Ah! The water was a gasp and Clive swam loudly in it — a splashy stroke — while Dinah, in sunglasses, treaded in a hot spot, hung, froggylike, which was not attractive, but her aim was to stay warm with her head up and out of the water and her face dry. She was from the middle of the country; she was used to lakes and had never grown used to saltwater in her eyes. Not to say she didn’t enjoy paddling in the ocean — she did — she almost didn’t want to leave, so soothing was it and the air today, so cold. He promptly put a towel over her shoulders as she emerged. “Here,” he said, and he put into her hand a stone he had found on the rubbly beach. The stone was bone worn and warm, not heavy, but rather light, and she turned it over in her hands, and thought of Sally, who liked to look for stones on the beach. Dinah kept them, the nicest of them, Sally’s presents, on the sills of the tool shed. Now Clive was offering her a stone because, she guessed, he knew how she missed Sally. He knew she wanted company. He knew she wanted to see his daughter, but he was not up for it.

*

He pushed what Dinah had set before him away. “Why would you expect me to be sunny? I’ve never much liked anybody in the morning.”
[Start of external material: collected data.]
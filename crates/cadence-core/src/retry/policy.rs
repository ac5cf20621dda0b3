//! Immutable retry policy built from declarative configuration.

use std::sync::Arc;
use std::time::Duration;

use cadence_types::retry::{BackoffKind, RetryConfig};
use cadence_types::workflow::StepOverride;

use super::matcher::ErrorMatcher;
use super::observer::RetryObserver;
use super::strategy::{BackoffStrategy, apply_jitter, to_duration};
use crate::workflow::error::StepError;

/// Everything one attempt loop needs to decide whether and when to retry.
#[derive(Clone)]
pub struct RetryPolicy {
    pub strategy: BackoffStrategy,
    /// Retries allowed after the first attempt.
    pub max_attempts: u32,
    pub base_delay: f64,
    pub max_delay: f64,
    pub jitter: bool,
    pub matcher: ErrorMatcher,
    pub observers: Vec<Arc<dyn RetryObserver>>,
    /// Non-idempotent steps are never retried.
    pub idempotent: bool,
    pub no_retry: bool,
}

impl RetryPolicy {
    /// A policy that never retries.
    pub fn none() -> Self {
        Self {
            strategy: BackoffStrategy::None,
            max_attempts: 0,
            base_delay: 0.0,
            max_delay: 0.0,
            jitter: false,
            matcher: ErrorMatcher::Always,
            observers: Vec::new(),
            idempotent: true,
            no_retry: false,
        }
    }

    /// `retries: N` shorthand: N immediate retries on any error.
    pub fn with_retries(retries: u32) -> Self {
        Self {
            max_attempts: retries,
            ..Self::none()
        }
    }

    pub fn from_config(config: &RetryConfig) -> Result<Self, StepError> {
        let matcher = match &config.matcher {
            Some(m) => ErrorMatcher::from_config(m)?,
            None => ErrorMatcher::Always,
        };
        Ok(Self {
            strategy: BackoffStrategy::from_config(config),
            max_attempts: config.max_attempts,
            base_delay: config.base_delay,
            max_delay: config.max_delay,
            jitter: config.jitter && config.strategy != BackoffKind::None,
            matcher,
            observers: Vec::new(),
            idempotent: true,
            no_retry: false,
        })
    }

    /// Effective policy for a step.
    ///
    /// Precedence: the step's `retry` block, then its `retries` shorthand,
    /// then the workflow default. Opt-outs on the step always apply.
    pub fn for_step(
        workflow_default: Option<&RetryConfig>,
        step: Option<&StepOverride>,
    ) -> Result<Self, StepError> {
        let mut policy = match (step.and_then(|s| s.retry.as_ref()), step.and_then(|s| s.retries)) {
            (Some(config), _) => Self::from_config(config)?,
            (None, Some(n)) => Self::with_retries(n),
            (None, None) => match workflow_default {
                Some(config) => Self::from_config(config)?,
                None => Self::none(),
            },
        };
        if let Some(step) = step {
            policy.idempotent = step.idempotent.unwrap_or(true);
            policy.no_retry = step.no_retry;
        }
        Ok(policy)
    }

    pub fn with_observer(mut self, observer: Arc<dyn RetryObserver>) -> Self {
        self.observers.push(observer);
        self
    }

    /// Whether attempt `attempt` (1-based), which failed with `error`, should
    /// be followed by another one.
    pub fn should_retry(&self, error: &StepError, attempt: u32) -> bool {
        if self.no_retry || !self.idempotent || error.is_fatal() {
            return false;
        }
        if attempt > self.max_attempts {
            return false;
        }
        self.matcher.matches(error)
    }

    /// Delay before retry number `attempt` (1-based).
    pub fn delay_for(&self, attempt: u32) -> Duration {
        let seconds = self
            .strategy
            .calculate(attempt, self.base_delay, self.max_delay);
        let seconds = if self.jitter { apply_jitter(seconds) } else { seconds };
        to_duration(seconds)
    }
}

impl Default for RetryPolicy {
    fn default() -> Self {
        Self::none()
    }
}

impl std::fmt::Debug for RetryPolicy {
    fn fmt(&self, f: &mut std::fmt::Formatter<'_>) -> std::fmt::Result {
        f.debug_struct("RetryPolicy")
            .field("strategy", &self.strategy)
            .field("max_attempts", &self.max_attempts)
            .field("base_delay", &self.base_delay)
            .field("max_delay", &self.max_delay)
            .field("jitter", &self.jitter)
            .field("matcher", &self.matcher)
            .field("observers", &self.observers.len())
            .field("idempotent", &self.idempotent)
            .field("no_retry", &self.no_retry)
            .finish()
    }
}

#[cfg(test)]
mod tests {
    use super::*;
    use cadence_types::error::ErrorKind;
    use cadence_types::retry::MatcherConfig;

    #[test]
    fn attempt_bound() {
        let policy = RetryPolicy::with_retries(2);
        let err = StepError::execution("boom");
        assert!(policy.should_retry(&err, 1));
        assert!(policy.should_retry(&err, 2));
        assert!(!policy.should_retry(&err, 3));
    }

    #[test]
    fn non_idempotent_is_never_retried() {
        let step = StepOverride {
            retries: Some(5),
            idempotent: Some(false),
            ..Default::default()
        };
        let policy = RetryPolicy::for_step(None, Some(&step)).unwrap();
        assert!(!policy.should_retry(&StepError::Timeout, 1));
    }

    #[test]
    fn no_retry_overrides_workflow_default() {
        let step = StepOverride {
            no_retry: true,
            ..Default::default()
        };
        let policy = RetryPolicy::for_step(Some(&RetryConfig::default()), Some(&step)).unwrap();
        assert_eq!(policy.max_attempts, 3);
        assert!(!policy.should_retry(&StepError::Timeout, 1));
    }

    #[test]
    fn fatal_errors_skip_retry() {
        let policy = RetryPolicy::with_retries(3);
        assert!(!policy.should_retry(&StepError::Configuration("bad".into()), 1));
    }

    #[test]
    fn matcher_filters_errors() {
        let config = RetryConfig {
            matcher: Some(MatcherConfig {
                errors: vec![ErrorKind::Timeout],
                ..Default::default()
            }),
            ..Default::default()
        };
        let policy = RetryPolicy::from_config(&config).unwrap();
        assert!(policy.should_retry(&StepError::Timeout, 1));
        assert!(!policy.should_retry(&StepError::execution("nope"), 1));
    }

    #[test]
    fn step_block_beats_shorthand_and_default() {
        let step = StepOverride {
            retries: Some(9),
            retry: Some(RetryConfig {
                max_attempts: 1,
                ..Default::default()
            }),
            ..Default::default()
        };
        let policy = RetryPolicy::for_step(Some(&RetryConfig::default()), Some(&step)).unwrap();
        assert_eq!(policy.max_attempts, 1);
    }

    #[test]
    fn delays_follow_strategy() {
        let policy = RetryPolicy::from_config(&RetryConfig {
            base_delay: 1.0,
            max_delay: 5.0,
            ..Default::default()
        })
        .unwrap();
        let delays: Vec<u64> = (1..=5).map(|n| policy.delay_for(n).as_secs()).collect();
        assert_eq!(delays, vec![1, 2, 4, 5, 5]);
    }
}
“I’m sorry,” Dinah said, and she took up the plate of fruit she had just put before him. “How would you like your eggs?”

Dinah jiggered vodka in her juice. Vodka, blue sky, birds. Clive was almost always nicer in the afternoon. (Sally, on the telephone: “Would everyone start behaving if I had cancer?”) But she had read somewhere statistics that prisoners were more likely granted parole if their hearing was in the afternoon. One explanation was people were generally happier in the afternoon.

“Sally wants to visit.” This, over a late, late lunch that would serve as dinner, just the two of them, a picnic, a bully bread with a leather crust and other hard food, like salami, and iced coffee — bitter and no cream to cut it, no sugar.

“Sally wants to visit.”

His response to the whistling-out-of-nowhere speed of her announcement was no response.

“She doesn’t mind about the house — though it was abrupt. She just wants to see us,” Dinah said. “Don’t be this way. Please. Whatever it is you’re fighting about. . ” Dinah hesitated because, in truth, she didn’t know quite why he would not talk to Sally. Undoubtedly, the cause was trivial.